Luisa Ribolzi

Luisa Ribolzi

insegna Sociologia dell’educazione e della famiglia all’Università di Genova

Da dove ripartire per una scuola di qualità

Tra i provvedimenti più importanti per la valorizzazione del ruolo e per il riconoscimento della centralità della scuola, si ricordano quelli necessari per potenziare l’equità, per superare la gerarchizzazione fra saperi teorici e saperi applicativi, per far crescere l’affidabilità della scuola, attestata da un solido e capillare sistema di valutazione; per ripensare e valorizzare le nuove tecnologie di informazione e comunicazione. Tutti questi obiettivi passano per la qualificazione degli insegnanti.

Una scuola senza qualità?

Un sociologo, in genere, lavora con le parole: analizza i fenomeni sociali, cerca di capire le ragioni di quel che succede, indica, se non le soluzioni, almeno le priorità.
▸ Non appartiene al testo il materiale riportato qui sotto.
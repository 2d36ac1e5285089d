//! Fluent rule definition.

use std::sync::Arc;

use super::{BodyOutcome, Priority, Rule, RuleBody, RuleError};
use crate::condition::{never, ArchCondition};
use crate::model::{ClassGraph, Entity, JavaClass, JavaField, JavaMethod};
use crate::predicate::DescribedPredicate;

/// What a rule selects from the graph.
struct Selector<T> {
    plural: &'static str,
    collect: fn(&ClassGraph) -> Vec<T>,
}

impl<T> Clone for Selector<T> {
    fn clone(&self) -> Self {
        Self {
            plural: self.plural,
            collect: self.collect,
        }
    }
}

fn all_classes(graph: &ClassGraph) -> Vec<JavaClass> {
    graph.classes()
}

fn all_methods(graph: &ClassGraph) -> Vec<JavaMethod> {
    graph.classes().iter().flat_map(JavaClass::methods).collect()
}

fn all_constructors(graph: &ClassGraph) -> Vec<JavaMethod> {
    graph
        .classes()
        .iter()
        .flat_map(JavaClass::constructors)
        .collect()
}

fn all_fields(graph: &ClassGraph) -> Vec<JavaField> {
    graph.classes().iter().flat_map(JavaClass::fields).collect()
}

/// Starts a rule at `priority`.
#[must_use]
pub fn priority(priority: Priority) -> PriorityBuilder {
    PriorityBuilder { priority }
}

/// Chooses what a rule selects.
#[derive(Debug, Clone, Copy)]
pub struct PriorityBuilder {
    priority: Priority,
}

impl PriorityBuilder {
    fn select<T>(
        self,
        negated: bool,
        plural: &'static str,
        collect: fn(&ClassGraph) -> Vec<T>,
    ) -> GivenBuilder<T> {
        GivenBuilder {
            priority: self.priority,
            negated,
            selector: Selector { plural, collect },
            predicate: None,
        }
    }

    /// Declared classes that should satisfy the condition.
    #[must_use]
    pub fn classes(self) -> GivenBuilder<JavaClass> {
        self.select(false, "classes", all_classes)
    }

    /// Declared classes that should never satisfy the condition.
    #[must_use]
    pub fn no_classes(self) -> GivenBuilder<JavaClass> {
        self.select(true, "classes", all_classes)
    }

    /// Declared methods that should satisfy the condition.
    #[must_use]
    pub fn methods(self) -> GivenBuilder<JavaMethod> {
        self.select(false, "methods", all_methods)
    }

    /// Declared methods that should never satisfy the condition.
    #[must_use]
    pub fn no_methods(self) -> GivenBuilder<JavaMethod> {
        self.select(true, "methods", all_methods)
    }

    /// Declared constructors that should satisfy the condition.
    #[must_use]
    pub fn constructors(self) -> GivenBuilder<JavaMethod> {
        self.select(false, "constructors", all_constructors)
    }

    /// Declared constructors that should never satisfy the condition.
    #[must_use]
    pub fn no_constructors(self) -> GivenBuilder<JavaMethod> {
        self.select(true, "constructors", all_constructors)
    }

    /// Declared fields that should satisfy the condition.
    #[must_use]
    pub fn fields(self) -> GivenBuilder<JavaField> {
        self.select(false, "fields", all_fields)
    }

    /// Declared fields that should never satisfy the condition.
    #[must_use]
    pub fn no_fields(self) -> GivenBuilder<JavaField> {
        self.select(true, "fields", all_fields)
    }
}

/// `classes()` at the default priority.
#[must_use]
pub fn classes() -> GivenBuilder<JavaClass> {
    priority(Priority::default()).classes()
}

/// `no_classes()` at the default priority.
#[must_use]
pub fn no_classes() -> GivenBuilder<JavaClass> {
    priority(Priority::default()).no_classes()
}

/// `methods()` at the default priority.
#[must_use]
pub fn methods() -> GivenBuilder<JavaMethod> {
    priority(Priority::default()).methods()
}

/// `no_methods()` at the default priority.
#[must_use]
pub fn no_methods() -> GivenBuilder<JavaMethod> {
    priority(Priority::default()).no_methods()
}

/// `constructors()` at the default priority.
#[must_use]
pub fn constructors() -> GivenBuilder<JavaMethod> {
    priority(Priority::default()).constructors()
}

/// `no_constructors()` at the default priority.
#[must_use]
pub fn no_constructors() -> GivenBuilder<JavaMethod> {
    priority(Priority::default()).no_constructors()
}

/// `fields()` at the default priority.
#[must_use]
pub fn fields() -> GivenBuilder<JavaField> {
    priority(Priority::default()).fields()
}

/// `no_fields()` at the default priority.
#[must_use]
pub fn no_fields() -> GivenBuilder<JavaField> {
    priority(Priority::default()).no_fields()
}

/// Selection stage: narrows the selected entities.
pub struct GivenBuilder<T> {
    priority: Priority,
    negated: bool,
    selector: Selector<T>,
    predicate: Option<DescribedPredicate<T>>,
}

impl<T> GivenBuilder<T>
where
    T: Entity + Clone + Send + Sync + 'static,
{
    /// Keeps only entities matching `predicate`; repeated calls are joined with `and`.
    #[must_use]
    pub fn that(mut self, predicate: DescribedPredicate<T>) -> Self {
        self.predicate = Some(match self.predicate.take() {
            Some(existing) => existing.and(predicate),
            None => predicate,
        });
        self
    }

    /// Sets the condition.
    #[must_use]
    pub fn should(self, condition: impl Into<ArchCondition<T>>) -> RuleBuilder<T> {
        let condition = condition.into();
        RuleBuilder {
            should_text: condition.description().to_string(),
            given: self,
            condition,
            allow_empty: false,
            description: None,
            because: None,
        }
    }

    fn selection_text(&self) -> String {
        let mut text = String::new();
        if self.negated {
            text.push_str("no ");
        }
        text.push_str(self.selector.plural);
        if let Some(predicate) = &self.predicate {
            text.push_str(" that ");
            text.push_str(predicate.description());
        }
        text
    }
}

/// Condition stage: combines conditions and finishes the rule.
pub struct RuleBuilder<T> {
    given: GivenBuilder<T>,
    condition: ArchCondition<T>,
    should_text: String,
    allow_empty: bool,
    description: Option<String>,
    because: Option<String>,
}

impl<T> RuleBuilder<T>
where
    T: Entity + Clone + Send + Sync + 'static,
{
    /// The rule holds when this or the next condition holds.
    #[must_use]
    pub fn or_should(mut self, condition: impl Into<ArchCondition<T>>) -> Self {
        let condition = condition.into();
        self.should_text.push_str(" or should ");
        self.should_text.push_str(condition.description());
        self.condition = self.condition.or(condition);
        self
    }

    /// The rule holds when this and the next condition hold.
    #[must_use]
    pub fn and_should(mut self, condition: impl Into<ArchCondition<T>>) -> Self {
        let condition = condition.into();
        self.should_text.push_str(" and should ");
        self.should_text.push_str(condition.description());
        self.condition = self.condition.and(condition);
        self
    }

    /// Allows the selection to match nothing.
    #[must_use]
    pub fn allow_empty_should(mut self, allow: bool) -> Self {
        self.allow_empty = allow;
        self
    }

    /// Replaces the generated rule text.
    #[must_use]
    pub fn described_as(mut self, description: impl Into<String>) -> Self {
        self.description = Some(description.into());
        self
    }

    /// Appends `, because <reason>` to the rule text.
    #[must_use]
    pub fn because(mut self, reason: impl Into<String>) -> Self {
        self.because = Some(reason.into());
        self
    }

    /// Finishes the rule.
    ///
    /// # Errors
    ///
    /// Returns [`RuleError::EmptySelection`] when the selection predicate can
    /// never match and empty matches are not allowed.
    pub fn build(self) -> Result<Rule, RuleError> {
        let mut description = self.description.unwrap_or_else(|| {
            format!("{} should {}", self.given.selection_text(), self.should_text)
        });
        if let Some(reason) = &self.because {
            description.push_str(", because ");
            description.push_str(reason);
        }

        let statically_empty = self
            .given
            .predicate
            .as_ref()
            .is_some_and(DescribedPredicate::is_always_false);
        if statically_empty && !self.allow_empty {
            return Err(RuleError::EmptySelection {
                rule: description,
                plural: self.given.selector.plural,
            });
        }

        let condition = if self.given.negated {
            never(self.condition)
        } else {
            self.condition
        };
        Ok(Rule {
            description,
            priority: self.given.priority,
            allow_empty: self.allow_empty,
            body: Arc::new(Body {
                selector: self.given.selector,
                predicate: self.given.predicate,
                condition,
            }),
        })
    }
}

struct Body<T> {
    selector: Selector<T>,
    predicate: Option<DescribedPredicate<T>>,
    condition: ArchCondition<T>,
}

impl<T> RuleBody for Body<T>
where
    T: Entity + Clone + Send + Sync + 'static,
{
    fn plural(&self) -> &'static str {
        self.selector.plural
    }

    fn check(&self, graph: &ClassGraph) -> BodyOutcome {
        let mut items = (self.selector.collect)(graph);
        if let Some(predicate) = &self.predicate {
            items.retain(|item| predicate.test(item));
        }
        BodyOutcome {
            checked: items.len(),
            events: self.condition.evaluate(&items),
        }
    }
}
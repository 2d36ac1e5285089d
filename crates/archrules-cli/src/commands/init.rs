//! Init command implementation.

use anyhow::{bail, Result};
use std::path::Path;

const DEFAULT_CONFIG: &str = r#"# archrules configuration

# Lowest priority whose violations fail `archrules check`: low, medium or high
fail_on = "medium"

[evaluation]
# Evaluate rules in parallel
parallel = true
# threads = 4

[model]
# Model JSON file or directory written by the model provider
path = "build/archrules"

# Rule configurations, keyed by rule name (see `archrules list-rules`)
# Each rule can be disabled and have its priority overridden

# [rules."deprecated"]
# enabled = false

# [rules."guava optional"]
# priority = "high"
"#;

const CONFIG_FILE: &str = "archrules.toml";

/// Runs the init command.
pub fn run(force: bool) -> Result<()> {
    write_config(Path::new(CONFIG_FILE), force)?;

    println!("Created {CONFIG_FILE}");
    println!("\nNext steps:");
    println!("  1. Point [model] path at the exported class model");
    println!("  2. Run: archrules check");

    Ok(())
}

fn write_config(path: &Path, force: bool) -> Result<()> {
    if path.exists() && !force {
        bail!(
            "Configuration file already exists at {}. Use --force to overwrite.",
            path.display()
        );
    }
    std::fs::write(path, DEFAULT_CONFIG)?;
    Ok(())
}

#[cfg(test)]
mod tests {
    use super::*;
    use archrules_core::{Config, Priority};
    use tempfile::TempDir;

    #[test]
    fn default_config_parses() {
        let config = Config::parse(DEFAULT_CONFIG).unwrap();
        assert_eq!(config.fail_on, Priority::Medium);
        assert!(config.evaluation.parallel);
        assert!(config.rules.is_empty());
    }

    #[test]
    fn existing_config_needs_force() {
        let tmp = TempDir::new().unwrap();
        let path = tmp.path().join(CONFIG_FILE);
        std::fs::write(&path, "fail_on = \"high\"\n").unwrap();

        assert!(write_config(&path, false).is_err());
        write_config(&path, true).unwrap();
        assert_eq!(std::fs::read_to_string(&path).unwrap(), DEFAULT_CONFIG);
    }
}
//! Rule against the Joda-Time library, superseded by `java.time`.
//!
//! # Detected Patterns
//!
//! Any dependency on a class in `org.joda.time..`.

use archrules_core::condition::conditions::depend_on_classes_that;
use archrules_core::predicates::class::reside_in_a_package;
use archrules_core::rule::{self, Priority, Rule, RuleError};
use archrules_core::{RuleMap, RuleSet};

/// Rule name.
pub const NAME: &str = "jodaRule";

/// Joda rule set.
#[derive(Debug, Clone, Copy, Default)]
pub struct JodaRules;

/// No class depends on `org.joda.time..`.
///
/// # Errors
///
/// Returns an error if the rule definition is invalid.
pub fn joda_rule() -> Result<Rule, RuleError> {
    rule::priority(Priority::Medium)
        .no_classes()
        .should(depend_on_classes_that(reside_in_a_package("org.joda.time..")))
        .allow_empty_should(true)
        .described_as("No code should use Joda time library")
        .because("usage of Joda is deprecated. Please migrate to java.time.")
        .build()
}

impl RuleSet for JodaRules {
    fn name(&self) -> &'static str {
        "joda"
    }

    fn description(&self) -> &'static str {
        "Joda-Time usage that should migrate to java.time"
    }

    fn rules(&self) -> Result<RuleMap, RuleError> {
        Ok(RuleMap::from([(NAME.to_string(), joda_rule()?)]))
    }
}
Un sociologo che – come chi scrive – si occupa del sistema educativo in Italia, oggi fa un lavoro particolarmente frustrante, e nei momenti di sconforto tende a pensare che tutte le parole siano state già dette e che nessuno le abbia ascoltate o abbia intenzione di ascoltarle, a prescindere dalle dichiarazioni di facciata sulla centralità dell’educazione nelle società della conoscenza. Forse, il motivo profondo di questa percepita inutilità delle parole è il fatto che le riforme educative efficaci non nascono nel vuoto o a tavolino, ma sono parte di un progetto sociale di più ampio respiro, ed è precisamente questo progetto che manca. Tenendo ben presente questo limite, pesantissimo, si cercherà qui di indicare alcune priorità, a partire da una premessa che si dà, ottimisticamente, per condivisa: se si crede realmente che il benessere di una società – comunque ciascuno lo intenda – si fondi sull’educazione, non ci si può limitare ad affermare questo principio come una specie di mantra salvifico, ma è necessario renderlo operativo attraverso una strategia di lungo periodo, e mettendo a disposizione le adeguate risorse umane e finanziarie.